Always tell the truth. Lies and “black hat” techniques such as key word stuffing will out in the end and may be considered cause for immediate termination.

  • Resume and LinkedIn profile revamps can solve quite a few liabilities. These solutions may include actions like removing some jobs from your document, combining others, or inserting “equivalency” titles to make it clear that your position is higher level than it sounds on paper.
  • Prioritize your liabilities and focus first on the top 3 potentially most damaging ones. Ultimately it won’t be necessary to troubleshoot all of your liabilities, but it is critical to hone in on the most harmful ones and devise strategies to soften the blows they can deliver to your candidacy. Any liability that limits your ability to get your foot in the door with a target company is worth prioritizing.
  • Beyond your resume and LinkedIn profile revamps you may also need to consider which other career communications tools you may need. A bio, marketing brief, or networking resume can be a great foot-in-the-door tool that can pave the way for sharing the specifics of your career story once you’ve made it through initial screenings. If your LinkedIn profile is weak, consider attaching one of these three tools to help overcome recruiter objections.
  • Keep your top three liabilities in mind as you craft your resume and LinkedIn profile summaries. These are big picture portions of documents that can be shaped in many different ways depending on your chosen emphasis. By including more key words and directing your gentle self-promotion in specific directions, you can persuade recruiters and hiring executives that what you bring to the table is well worth the hiring risk.
  • You may also need to consider which job search methodologies will work best for someone in your circumstances. Are you a good candidate for recruiters? Are you likely to make it through Applicant Tracking System screenings? If not, eliminate these methodologies and focus your time and attention on job search strategies better suited to candidates like you, including give-to-get networking, company targeting, spot opportunities, and thought leadership.

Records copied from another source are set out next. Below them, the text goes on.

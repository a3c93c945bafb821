//! Bounded linear undo/redo history over document snapshots

use std::collections::VecDeque;

use crate::core::document::Document;

/// Maximum number of predecessors retained; the oldest is evicted first
const MAX_HISTORY: usize = 64;

/// Two-stack undo/redo history.
///
/// `past` holds predecessors of `present`, `future` holds states undone from
/// it. Any accepted push clears `future`, so redo only replays edits that
/// were just undone. Pushing a snapshot structurally equal to `present` is a
/// no-op, which keeps repeated saves of unchanged state from burning slots.
#[derive(Debug, Default)]
pub struct History {
    past: VecDeque<Document>,
    present: Option<Document>,
    future: Vec<Document>,
}

impl History {
    pub fn new() -> Self {
        Self::default()
    }

    /// Record a new snapshot as the present state
    pub fn push(&mut self, snapshot: Document) {
        if self.present.as_ref() == Some(&snapshot) {
            return;
        }
        if let Some(previous) = self.present.replace(snapshot) {
            self.past.push_back(previous);
            if self.past.len() > MAX_HISTORY {
                self.past.pop_front();
            }
        }
        self.future.clear();
    }

    /// Step back one snapshot, returning the new present
    pub fn undo(&mut self) -> Option<Document> {
        let restored = self.past.pop_back()?;
        if let Some(current) = self.present.replace(restored.clone()) {
            self.future.push(current);
        }
        Some(restored)
    }

    /// Step forward one undone snapshot, returning the new present
    pub fn redo(&mut self) -> Option<Document> {
        let restored = self.future.pop()?;
        if let Some(current) = self.present.replace(restored.clone()) {
            self.past.push_back(current);
            if self.past.len() > MAX_HISTORY {
                self.past.pop_front();
            }
        }
        Some(restored)
    }

    /// Replace the present without recording an edit.
    ///
    /// Used when opening a document: the loaded state is the new baseline,
    /// not something the user can undo past.
    pub fn set_present(&mut self, snapshot: Document) {
        self.present = Some(snapshot);
        self.past.clear();
        self.future.clear();
    }

    pub fn reset(&mut self) {
        self.past.clear();
        self.present = None;
        self.future.clear();
    }

    pub fn can_undo(&self) -> bool {
        !self.past.is_empty()
    }

    pub fn can_redo(&self) -> bool {
        !self.future.is_empty()
    }

    pub fn present(&self) -> Option<&Document> {
        self.present.as_ref()
    }
}

#[cfg(test)]
mod tests {
    use super::*;

    fn doc(n: usize) -> Document {
        Document {
            order: vec![format!("block-{n}")],
            ..Document::default()
        }
    }

    #[test]
    fn test_undo_redo_round_trip() {
        let mut history = History::new();
        history.push(doc(0));
        history.push(doc(1));

        assert_eq!(history.undo(), Some(doc(0)));
        assert_eq!(history.redo(), Some(doc(1)));
        assert!(!history.can_redo());
    }

    #[test]
    fn test_push_equal_snapshot_is_noop() {
        let mut history = History::new();
        history.push(doc(0));
        history.push(doc(1));
        history.undo();
        assert!(history.can_redo());

        // Re-pushing the present must not touch any of the three fields
        history.push(doc(0));
        assert!(history.can_redo());
        assert!(!history.can_undo());
        assert_eq!(history.present(), Some(&doc(0)));
    }

    #[test]
    fn test_push_clears_future() {
        let mut history = History::new();
        history.push(doc(0));
        history.push(doc(1));
        history.undo();
        assert!(history.can_redo());

        history.push(doc(2));
        assert!(!history.can_redo());
        assert_eq!(history.undo(), Some(doc(0)));
    }

    #[test]
    fn test_past_bounded_with_fifo_eviction() {
        let mut history = History::new();
        for n in 0..=MAX_HISTORY + 5 {
            history.push(doc(n));
        }

        let mut undone = 0;
        while history.undo().is_some() {
            undone += 1;
        }
        assert_eq!(undone, MAX_HISTORY);
        // Oldest snapshots were evicted; the floor is the first survivor
        assert_eq!(history.present(), Some(&doc(5)));
    }

    #[test]
    fn test_undo_on_empty_past_is_unavailable() {
        let mut history = History::new();
        assert!(history.undo().is_none());

        history.set_present(doc(0));
        assert!(!history.can_undo());
        assert!(history.undo().is_none());
        assert_eq!(history.present(), Some(&doc(0)));
    }

    #[test]
    fn test_set_present_clears_both_stacks() {
        let mut history = History::new();
        history.push(doc(0));
        history.push(doc(1));
        history.undo();

        history.set_present(doc(9));
        assert!(!history.can_undo());
        assert!(!history.can_redo());
        assert_eq!(history.present(), Some(&doc(9)));
    }

    #[test]
    fn test_reset_clears_everything() {
        let mut history = History::new();
        history.push(doc(0));
        history.push(doc(1));
        history.reset();

        assert!(history.present().is_none());
        assert!(!history.can_undo());
        assert!(!history.can_redo());
    }
}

To help you get a handle on your career liabilities load, try the proprietary assessment included below. It’s long, but since it’s a simple checklist it only takes a few minutes to complete. You’ll receive your results right away. As suggested above, prioritize your liabilities and start tacking your top three today.



Discover Your Job Search Liabilities

Review the following career liabilities and check any and all that apply to you. Be sure to click “submit” when done.

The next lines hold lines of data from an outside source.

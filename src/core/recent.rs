//! Bounded most-recently-used list of workspace paths

use crate::storage::kv::KvStore;

/// Storage key for the persisted list
const RECENT_KEY: &str = "recent_workspaces";

/// Maximum entries kept; older ones fall off the end
const MAX_RECENT: usize = 10;

/// Recently opened workspaces, most recent first, persisted as a flat JSON
/// string array. A missing or unreadable stored value degrades to an empty
/// list rather than failing startup.
pub struct RecentWorkspaces {
    entries: Vec<String>,
    store: Box<dyn KvStore>,
}

impl RecentWorkspaces {
    /// Load the list from storage, falling back to empty
    pub fn load(store: Box<dyn KvStore>) -> Self {
        let entries = store
            .get(RECENT_KEY)
            .and_then(|raw| serde_json::from_str::<Vec<String>>(&raw).ok())
            .unwrap_or_default();
        Self { entries, store }
    }

    /// Promote `path` to the front, deduplicated and capped
    pub fn add(&mut self, path: &str) {
        self.entries.retain(|p| p != path);
        self.entries.insert(0, path.to_string());
        self.entries.truncate(MAX_RECENT);
        self.persist();
    }

    /// Remove all occurrences of `path`
    pub fn remove(&mut self, path: &str) {
        self.entries.retain(|p| p != path);
        self.persist();
    }

    pub fn entries(&self) -> &[String] {
        &self.entries
    }

    fn persist(&self) {
        match serde_json::to_string(&self.entries) {
            Ok(raw) => self.store.set(RECENT_KEY, &raw),
            Err(e) => tracing::warn!("Failed to serialize recent workspaces: {}", e),
        }
    }
}

#[cfg(test)]
mod tests {
    use super::*;
    use crate::storage::kv::MemoryKvStore;

    fn fresh() -> RecentWorkspaces {
        RecentWorkspaces::load(Box::new(MemoryKvStore::new()))
    }

    #[test]
    fn test_add_moves_existing_to_front() {
        let mut recent = fresh();
        recent.add("/a");
        recent.add("/b");
        recent.add("/a");
        assert_eq!(recent.entries(), ["/a", "/b"]);
    }

    #[test]
    fn test_capped_at_max() {
        let mut recent = fresh();
        for n in 0..15 {
            recent.add(&format!("/ws/{n}"));
        }
        assert_eq!(recent.entries().len(), MAX_RECENT);
        assert_eq!(recent.entries()[0], "/ws/14");
        assert_eq!(recent.entries()[MAX_RECENT - 1], "/ws/5");
    }

    #[test]
    fn test_remove() {
        let mut recent = fresh();
        recent.add("/a");
        recent.add("/b");
        recent.remove("/a");
        assert_eq!(recent.entries(), ["/b"]);
    }

    #[test]
    fn test_persists_and_reloads() {
        let store = std::sync::Arc::new(MemoryKvStore::new());

        let mut recent = RecentWorkspaces::load(Box::new(store.clone()));
        recent.add("/a");
        recent.add("/b");

        let reloaded = RecentWorkspaces::load(Box::new(store));
        assert_eq!(reloaded.entries(), ["/b", "/a"]);
    }

    #[test]
    fn test_corrupt_value_degrades_to_empty() {
        let store = MemoryKvStore::new();
        store.set(RECENT_KEY, "{{{not json");
        let recent = RecentWorkspaces::load(Box::new(store));
        assert!(recent.entries().is_empty());
    }
}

I possess more experience than employers are looking for.
I have less experience than employers are looking for.
I possess more education than employers value.
I have too little education.
My experience encompasses too many industries.
My experience is in predominantly a single industry.
I have never held the title(s) I am pursuing in my search.
I have been in my current role less than 2 years.
I have been in my current role more than 5 years.
I have held more than 5 jobs throughout my career.
I have held the same title for more than 10 years.
I have earned so many promotions that my career story is hard to convey.
I have earned few or no promotions to date.
I do not possess a certification deemed important in my career field.
I have not job searched in more than 3 years.
I have not job searched in more than 10 years.
I have not ever had to job search.
I personally know of no recruiters.
My professional network is small.
I do not have the network that I need.
I have never used LinkedIn.
I am uncomfortable with networking.
I am unfamiliar with networking.
I do not have time to job search.
I am not very good at interviewing.
I am not very good at self-promotion.
I do not know what behavior-based interviewing is.
I don’t know how to source job leads.
I don’t know how to connect with target companies.
I have not identified any target companies I would like to work for.
I am not interested in developing or writing thought leadership content for LinkedIn.
I may tend to talk too much in interviews.
I struggle with projecting my personality in interviews.
I am not comfortable with salary negotiations.
I am attempting to relocate to an area where I have zero connections.
I am trying to break into a new industry.
I am attempting to land a job in a career field in which I possess no relevant experience.
I have been fired (for cause) from one or more jobs.
I am currently laid off.
I am seeking my first job out of college.
I am seeking a C-suite role but have no prior C-suite experience.
I am seeking an executive position but possess no prior executive experience.
I lack key skills candidates are expected to possess in my career field.
I believe my candidacy will be viewed as over-qualified.
I believe my candidacy will be viewed as under-qualified.
I believe I am too introverted to network successfully.
I expect a recruiter to place me in a job.
I believe job boards offer me the best way to land a new job.
My last job search lasted more than 1 year.
My last job search lasted more than 2 years.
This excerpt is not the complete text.